Investment Term Sheet Template - Free Editor
Investment Term Sheet Template
Company: [Company Name], a [State] [Entity Type]
Investor(s): [Investor Name(s)]
Date: [Date]
1. Offering
- Securities: [Preferred Stock/Safe/Convertible Note/Common Stock].
- Amount to be raised: $[Total Amount].
- Minimum investment: $[Amount].
2. Valuation
- Pre-money valuation: $[Amount].
- Price per share/unit: $[Amount].
- Capitalization table: [Attach schedule showing fully diluted shares].
3. Use of Proceeds
- [Working capital, product development, marketing, debt repayment].
4. Closing Date
- Target initial closing: [Date].
- Subsequent closings permitted until [Date].
5. Conditions to Closing
- Satisfactory completion of due diligence.
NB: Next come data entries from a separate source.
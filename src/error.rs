/// Error type shared by every layer of the dashboard.
///
/// Exit codes:
/// - `2`: input or configuration (bad path, missing column, bad flag)
/// - `3`: data (empty dataset, unparsable rows, non-numeric aggregation)
/// - `4`: runtime (network, terminal, HTTP server, chart rendering)
#[derive(Clone)]
pub struct AppError {
    exit_code: u8,
    message: String,
}

impl AppError {
    pub fn new(exit_code: u8, message: impl Into<String>) -> Self {
        Self {
            exit_code,
            message: message.into(),
        }
    }

    pub fn exit_code(&self) -> u8 {
        self.exit_code
    }

    pub fn message(&self) -> &str {
        &self.message
    }
}

impl std::fmt::Display for AppError {
    fn fmt(&self, f: &mut std::fmt::Formatter<'_>) -> std::fmt::Result {
        write!(f, "{}", self.message)
    }
}

impl std::fmt::Debug for AppError {
    fn fmt(&self, f: &mut std::fmt::Formatter<'_>) -> std::fmt::Result {
        f.debug_struct("AppError")
            .field("exit_code", &self.exit_code)
            .field("message", &self.message)
            .finish()
    }
}

impl std::error::Error for AppError {}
- Execution of definitive agreements (Stock Purchase Agreement, Investor Rights Agreement, etc.).
- Board and shareholder approvals.
- Regulatory or third-party consents.
6. Rights and Preferences (for preferred securities)
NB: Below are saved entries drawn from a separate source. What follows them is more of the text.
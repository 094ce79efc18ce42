//! HTTP front-end: the dashboard page plus a small JSON API.
//!
//! Every request builds a fresh `Dashboard` from its query string, so the
//! shared state is only the read-only table and the static layout.

use std::net::SocketAddr;
use std::sync::Arc;

use axum::{
    Json, Router,
    extract::{Query, State},
    http::StatusCode,
    response::Html,
    routing::get,
};
use serde::{Deserialize, Serialize};

use crate::dashboard::{Controls, Dashboard, DashboardLayout};
use crate::data::SalesTable;
use crate::error::AppError;
use crate::report::{ReportOutput, year_selector_disabled};

pub mod page;

pub use page::{escape_html, render_output, render_page};

pub const DEFAULT_ADDR: &str = "127.0.0.1:8050";

/// Shared, read-only server state.
#[derive(Debug, Clone)]
pub struct AppState {
    pub table: Arc<SalesTable>,
    pub layout: Arc<DashboardLayout>,
}

impl AppState {
    pub fn new(table: SalesTable) -> Self {
        let layout = DashboardLayout::from_table(&table);
        Self {
            table: Arc::new(table),
            layout: Arc::new(layout),
        }
    }
}

/// Control values as they arrive in a query string.
///
/// The page form submits the control ids as field names, the JSON API uses
/// the short names. Both are accepted.
#[derive(Debug, Default, Deserialize)]
pub struct SelectionQuery {
    #[serde(default, alias = "dropdown-statistics")]
    pub statistics: Option<String>,
    #[serde(default, alias = "select-year")]
    pub year: Option<String>,
}

impl SelectionQuery {
    /// Resolve into controller inputs. A blank report type counts as no
    /// selection; a missing or unparsable year falls back to the layout's default.
    pub fn controls(&self, layout: &DashboardLayout) -> Controls {
        let statistics = self
            .statistics
            .clone()
            .filter(|s| !s.trim().is_empty());

        let year = self
            .year
            .as_deref()
            .and_then(|y| y.trim().parse::<i32>().ok())
            .unwrap_or_else(|| layout.default_year());

        Controls { statistics, year }
    }
}

#[derive(Debug, Serialize)]
pub struct YearDisabledResponse {
    pub disabled: bool,
}

type HandlerError = (StatusCode, String);

pub fn create_router(state: AppState) -> Router {
    Router::new()
        .route("/", get(index_page))
        .route("/api/layout", get(layout_json))
        .route("/api/year-disabled", get(year_disabled_json))
        .route("/api/report", get(report_json))
        .with_state(state)
}

/// Bind `addr` and serve until the process is stopped.
pub async fn serve(addr: SocketAddr, state: AppState) -> Result<(), AppError> {
    let app = create_router(state);

    let listener = tokio::net::TcpListener::bind(addr)
        .await
        .map_err(|e| AppError::new(4, format!("Failed to bind {addr}: {e}")))?;

    tracing::info!("dashboard listening on http://{addr}");

    axum::serve(listener, app)
        .await
        .map_err(|e| AppError::new(4, format!("Server error: {e}")))
}

fn dashboard_for<'t>(state: &'t AppState, query: &SelectionQuery) -> Result<Dashboard<'t>, HandlerError> {
    let controls = query.controls(&state.layout);
    Dashboard::with_controls(&state.table, controls).map_err(internal_error)
}

fn internal_error(err: AppError) -> HandlerError {
    tracing::error!(error = %err, "request failed");
    (StatusCode::INTERNAL_SERVER_ERROR, err.message().to_string())
}

async fn index_page(
    State(state): State<AppState>,
    Query(query): Query<SelectionQuery>,
) -> Result<Html<String>, HandlerError> {
    let dashboard = dashboard_for(&state, &query)?;
    let html = render_page(&state.layout, dashboard.controls(), dashboard.view()).map_err(internal_error)?;
    Ok(Html(html))
}

async fn layout_json(State(state): State<AppState>) -> Json<DashboardLayout> {
    Json(state.layout.as_ref().clone())
}

async fn year_disabled_json(Query(query): Query<SelectionQuery>) -> Json<YearDisabledResponse> {
    Json(YearDisabledResponse {
        disabled: year_selector_disabled(query.statistics.as_deref()),
    })
}

async fn report_json(
    State(state): State<AppState>,
    Query(query): Query<SelectionQuery>,
) -> Result<Json<ReportOutput>, HandlerError> {
    let dashboard = dashboard_for(&state, &query)?;
    Ok(Json(dashboard.view().output.clone()))
}

#[cfg(test)]
mod tests {
    use super::*;
    use crate::data::table::{record, table};

    fn state() -> AppState {
        AppState::new(table(vec![
            record(1980, "Jan", 1, "Sedan", 100.0, 10.0, 5.0),
            record(1980, "Feb", 1, "Truck", 200.0, 30.0, 6.0),
            record(2020, "Mar", 1, "Sedan", 50.0, 5.0, 9.0),
            record(2021, "Jan", 0, "Sedan", 80.0, 7.0, 4.0),
        ]))
    }

    fn query(statistics: Option<&str>, year: Option<&str>) -> Query<SelectionQuery> {
        Query(SelectionQuery {
            statistics: statistics.map(str::to_string),
            year: year.map(str::to_string),
        })
    }

    #[test]
    fn query_defaults_year_and_blanks_statistics() {
        let s = state();
        let controls = SelectionQuery {
            statistics: Some("  ".to_string()),
            year: Some("not-a-year".to_string()),
        }
        .controls(&s.layout);

        assert_eq!(controls.statistics, None);
        assert_eq!(controls.year, 1980);
    }

    #[tokio::test]
    async fn year_disabled_endpoint_follows_selection() {
        let Json(none) = year_disabled_json(query(None, None)).await;
        assert!(none.disabled);

        let Json(yearly) = year_disabled_json(query(Some("Yearly Statistics"), None)).await;
        assert!(!yearly.disabled);
    }

    #[tokio::test]
    async fn padded_report_type_selects_nothing() {
        let Json(output) = report_json(State(state()), query(Some(" Yearly Statistics "), Some("1980")))
            .await
            .unwrap();
        assert!(output.is_empty());
    }

    #[tokio::test]
    async fn report_endpoint_renders_charts_and_alerts() {
        let Json(charts) = report_json(State(state()), query(Some("Recession Statistics"), Some("1980")))
            .await
            .unwrap();
        assert_eq!(charts.charts().count(), 4);

        let Json(alert) = report_json(State(state()), query(Some("Recession Statistics"), Some("2020")))
            .await
            .unwrap();
        assert!(matches!(alert, ReportOutput::Alert(_)));

        let Json(empty) = report_json(State(state()), query(Some("Global Statistics"), Some("1980")))
            .await
            .unwrap();
        assert!(empty.is_empty());
    }

    #[tokio::test]
    async fn index_page_renders_selected_mode() {
        let Html(html) = index_page(State(state()), query(Some("Yearly Statistics"), Some("2021")))
            .await
            .unwrap();

        assert!(html.contains("<h1>Automobile Sales Statistics Dashboard</h1>"));
        assert!(html.contains("<option value=\"2021\" selected>2021</option>"));
        assert_eq!(html.matches("<svg").count(), 4);
    }

    #[tokio::test]
    async fn layout_endpoint_lists_year_options() {
        let Json(layout) = layout_json(State(state())).await;
        assert_eq!(layout.years, vec![1980, 2020, 2021]);
        assert_eq!(layout.statistics.options.len(), 2);
    }
}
- Liquidation Preference: [1x] non-participating/participating, senior to common.
- Dividends: [Non-cumulative/cumulative] at [Rate]% per annum.
- Conversion: Convertible into common stock at any time; automatic upon qualified IPO.
- Anti-Dilution Protection: [Weighted average/full ratchet].
- Voting Rights: Vote with common on an as-converted basis plus protective provisions.
- Protective Provisions: [List actions requiring preferred approval].
- Redemption Rights: [None/after X years at investor option].
7. Board of Directors
- Board size: [Number].
- Investor board seat: [Yes/No]; specify appointment rights.
- Observer rights: [Describe].
8. Information Rights
- Annual audited financial statements.
- Quarterly unaudited statements and budget.
- Inspection rights upon reasonable notice.
9. Registration Rights (if applicable)
- Demand registration: [Number] requests after [Time Period].
- Piggyback rights.
- S-3 shelf eligibility conditions.
10. Right of First Refusal / Co-Sale
- Investors granted ROFR on founder share transfers.
- Co-sale participation rights for significant transfers.
11. Employee Equity Pool
- Post-money option pool of [Percentage]% reserved for employee equity incentives.
12. Founder Matters
- Founder vesting schedule: [Percentage]% vested, remainder over [Number] years with [Cliff].
- Assignment of IP and invention agreements required.
13. Legal and Transaction Expenses
- Company to reimburse investor legal fees up to $[Cap] at closing.
14. Confidentiality
- Term sheet contents confidential; disclosure only as required by law.
15. Exclusivity / No-Shop (Optional)
- Company agrees not to solicit competing proposals for [Number] days.
16. Non-Binding Effect
- Sections [identify binding sections] are binding; others are non-binding and subject to definitive agreements.
17. Signatures
Company: ____
Name: [Authorized Signatory]
Title: [Title]
Investor: ____
Name: [Investor Signatory]
Title/Capacity: [Title]
This term sheet summarizes principal terms of a proposed investment and does not constitute a legally binding commitment except as noted.